**WHAT IS NEEDED**
Could you write out the records below exactly, without omitting a line?

· · · ·

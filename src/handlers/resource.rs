//! HTTP handlers for resource routes. The route table binds each handler to one
//! `rel`; handlers look the resource up in the registry and delegate to it.

use crate::error::AppError;
use crate::query::RequestParams;
use crate::resource::Resource;
use crate::state::AppState;
use axum::extract::rejection::JsonRejection;
use axum::http::StatusCode;
use axum::response::IntoResponse;
use axum::Json;
use serde_json::Value;
use std::sync::Arc;

fn resource<'a>(state: &'a AppState, rel: &str) -> Result<&'a Resource, AppError> {
    state
        .registry
        .get(rel)
        .ok_or_else(|| AppError::NotFound(rel.to_string()))
}

fn params(query: Option<String>) -> RequestParams {
    RequestParams::parse(query.as_deref().unwrap_or(""))
}

fn body(body: Result<Json<Value>, JsonRejection>) -> Result<Value, AppError> {
    body.map(|Json(v)| v).map_err(|e| AppError::BadRequest(e.body_text()))
}

pub async fn find(state: AppState, rel: Arc<str>, query: Option<String>) -> Result<Json<Value>, AppError> {
    let r = resource(&state, &rel)?;
    Ok(Json(r.find(state.store.as_ref(), &params(query)).await?))
}

pub async fn internal_node(state: AppState, rel: Arc<str>) -> Result<Json<Value>, AppError> {
    Ok(Json(resource(&state, &rel)?.internal_node()))
}

pub async fn create(
    state: AppState,
    rel: Arc<str>,
    query: Option<String>,
    payload: Result<Json<Value>, JsonRejection>,
) -> Result<impl IntoResponse, AppError> {
    let r = resource(&state, &rel)?;
    let created = r.create(state.store.as_ref(), body(payload)?, &params(query)).await?;
    Ok((StatusCode::CREATED, Json(created)))
}

pub async fn read(state: AppState, rel: Arc<str>, id: String, query: Option<String>) -> Result<Json<Value>, AppError> {
    let r = resource(&state, &rel)?;
    Ok(Json(r.find_item(state.store.as_ref(), &id, &params(query)).await?))
}

pub async fn update(
    state: AppState,
    rel: Arc<str>,
    id: String,
    query: Option<String>,
    payload: Result<Json<Value>, JsonRejection>,
) -> Result<Json<Value>, AppError> {
    let r = resource(&state, &rel)?;
    let updated = r.update(state.store.as_ref(), &id, body(payload)?, &params(query)).await?;
    Ok(Json(updated))
}

pub async fn delete(state: AppState, rel: Arc<str>, id: String) -> Result<StatusCode, AppError> {
    resource(&state, &rel)?.delete(state.store.as_ref(), &id).await?;
    Ok(StatusCode::NO_CONTENT)
}

pub async fn static_link(
    state: AppState,
    rel: Arc<str>,
    name: Arc<str>,
    path: String,
    query: Option<String>,
) -> Result<Json<Value>, AppError> {
    let r = resource(&state, &rel)?;
    let out = r
        .follow_static(state.store.as_ref(), &state.registry, &name, &params(query), &path)
        .await?;
    Ok(Json(out))
}

/// `{rel}/{id}/{link}` and, with `count`, `{rel}/{id}/{link}/count`.
pub async fn instance_link(
    state: AppState,
    rel: Arc<str>,
    (id, link): (String, String),
    path: String,
    query: Option<String>,
    count: bool,
) -> Result<Json<Value>, AppError> {
    let r = resource(&state, &rel)?;
    // related collections advertise their count link relative to the link path
    let trimmed = path.trim_end_matches('/');
    let path = match count {
        true => trimmed.strip_suffix("/count").unwrap_or(trimmed),
        false => trimmed,
    };
    let out = r
        .follow_instance(state.store.as_ref(), &state.registry, &id, &link, &params(query), path, count)
        .await?;
    Ok(Json(out))
}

· · · ·

**THE COMPLETED TASK**
filename src/handlers/resource.rs
//! HTTP handlers for resource routes. The route table binds each handler to one
//! `rel`; handlers look the resource up in the registry and delegate to it.

use crate::error::AppError;
use crate::query::RequestParams;
use crate::resource::Resource;
use crate::state::AppState;
use axum::extract::rejection::JsonRejection;
use axum::http::StatusCode;
use axum::response::IntoResponse;
use axum::Json;
use serde_json::Value;
use std::sync::Arc;

fn resource<'a>(state: &'a AppState, rel: &str) -> Result<&'a Resource, AppError> {
    state
        .registry
        .get(rel)
        .ok_or_else(|| AppError::NotFound(rel.to_string()))
}

fn params(query: Option<String>) -> RequestParams {
    RequestParams::parse(query.as_deref().unwrap_or(""))
}

fn body(body: Result<Json<Value>, JsonRejection>) -> Result<Value, AppError> {
    body.map(|Json(v)| v).map_err(|e| AppError::BadRequest(e.body_text()))
}

pub async fn find(state: AppState, rel: Arc<str>, query: Option<String>) -> Result<Json<Value>, AppError> {
    let r = resource(&state, &rel)?;
    Ok(Json(r.find(state.store.as_ref(), &params(query)).await?))
}

pub async fn internal_node(state: AppState, rel: Arc<str>) -> Result<Json<Value>, AppError> {
    Ok(Json(resource(&state, &rel)?.internal_node()))
}

pub async fn create(
    state: AppState,
    rel: Arc<str>,
    query: Option<String>,
    payload: Result<Json<Value>, JsonRejection>,
) -> Result<impl IntoResponse, AppError> {
    let r = resource(&state, &rel)?;
    let created = r.create(state.store.as_ref(), body(payload)?, &params(query)).await?;
    Ok((StatusCode::CREATED, Json(created)))
}

pub async fn read(state: AppState, rel: Arc<str>, id: String, query: Option<String>) -> Result<Json<Value>, AppError> {
    let r = resource(&state, &rel)?;
    Ok(Json(r.find_item(state.store.as_ref(), &id, &params(query)).await?))
}

pub async fn update(
    state: AppState,
    rel: Arc<str>,
    id: String,
    query: Option<String>,
    payload: Result<Json<Value>, JsonRejection>,
) -> Result<Json<Value>, AppError> {
    let r = resource(&state, &rel)?;
    let updated = r.update(state.store.as_ref(), &id, body(payload)?, &params(query)).await?;
    Ok(Json(updated))
}

pub async fn delete(state: AppState, rel: Arc<str>, id: String) -> Result<StatusCode, AppError> {
    resource(&state, &rel)?.delete(state.store.as_ref(), &id).await?;
    Ok(StatusCode::NO_CONTENT)
}

pub async fn static_link(
    state: AppState,
    rel: Arc<str>,
    name: Arc<str>,
    path: String,
    query: Option<String>,
) -> Result<Json<Value>, AppError> {
    let r = resource(&state, &rel)?;
    let out = r
        .follow_static(state.store.as_ref(), &state.registry, &name, &params(query), &path)
        .await?;
    Ok(Json(out))
}

/// `{rel}/{id}/{link}` and, with `count`, `{rel}/{id}/{link}/count`.
pub async fn instance_link(
    state: AppState,
    rel: Arc<str>,
    (id, link): (String, String),
    path: String,
    query: Option<String>,
    count: bool,
) -> Result<Json<Value>, AppError> {
    let r = resource(&state, &rel)?;
    // related collections advertise their count link relative to the link path
    let trimmed = path.trim_end_matches('/');
    let path = match count {
        true => trimmed.strip_suffix("/count").unwrap_or(trimmed),
        false => trimmed,
    };
    let out = r
        .follow_instance(state.store.as_ref(), &state.registry, &id, &link, &params(query), path, count)
        .await?;
    Ok(Json(out))
}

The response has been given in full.